Meng et al. in their meta-analysis of 1020 patients concluded that su-fURS had similar effectiveness and better security for treating upper urinary calculi than reusable fURS [5]. The majority of available su-fURSs have an outer diameter of 9.5 Fr which demands insertion of wide caliber Ureteral Access Sheath (UAS). Auxiliary procedures like ureteric balloon dilatation or forceful mechanical dilatation may be performed for large UAS insertion, which can lead to ischemic injury to the ureteric wall and stenosis [14]. Sometimes pre-operative double J stent for a few days, and thus, staging the surgery is required due to the non-negotiability of fURS till stone [15].

With the advent of technical advancement, many manufacturers have introduced 7.5 Fr-outer shaft diameter su-fURS, keeping the working channel of 3.6 Fr, the same as large caliber 9.5Fr su-fURS. These scopes can be passed using small-diameter UAS or via the "No touch technique" [9]. In our study, two and three patients in Group "A" and "B," respectively, underwent Flexible ureteroscope insertion via “No touch” technique as in these cases ureteral access sheath could not be negotiated inside the narrow ureter.

Hudson et al. concluded that the ideal outer diameter for passage of a flexible ureteroscope with minimum need for ureteric dilatation is 7.4Fr [8]. Pusen introduced PU3033A scope with an outer shaft diameter of 7.5 Fr and subsequently Indoscope Sleek with an outer diameter of 7.5 Fr by Bioradmedisys™ was introduced.

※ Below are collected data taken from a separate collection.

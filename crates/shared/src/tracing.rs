use crate::config::DeploymentMode;
use tracing_subscriber::{layer::SubscriberExt, util::SubscriberInitExt, EnvFilter};

/// トレーシングサブスクライバーを初期化
///
/// ログレベルは RUST_LOG で制御（未設定なら info）。
/// サーバーレスでは CloudWatch 向けに JSON 形式で出力する。
pub fn init_tracing(mode: DeploymentMode) -> Result<(), Box<dyn std::error::Error + Send + Sync>> {
    let filter = EnvFilter::try_from_default_env().unwrap_or_else(|_| EnvFilter::new("info"));

    match mode {
        DeploymentMode::Serverless => tracing_subscriber::registry()
            .with(filter)
            .with(tracing_subscriber::fmt::layer().with_target(false).json())
            .try_init()?,
        DeploymentMode::Local => tracing_subscriber::registry()
            .with(filter)
            .with(tracing_subscriber::fmt::layer())
            .try_init()?,
    }

    Ok(())
}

There are some limitations in this study. It is a single-center study with a small sample size. We did not compare the cost-effectiveness between both scopes and did not compare with reusable flexible ureteroscopes.

Conclusion

We conclude that Indoscope Sleek scope outperforms Pusen PU3033A in terms of visibility, but they are comparable in rest of the clinical setting with similar outcome and complications.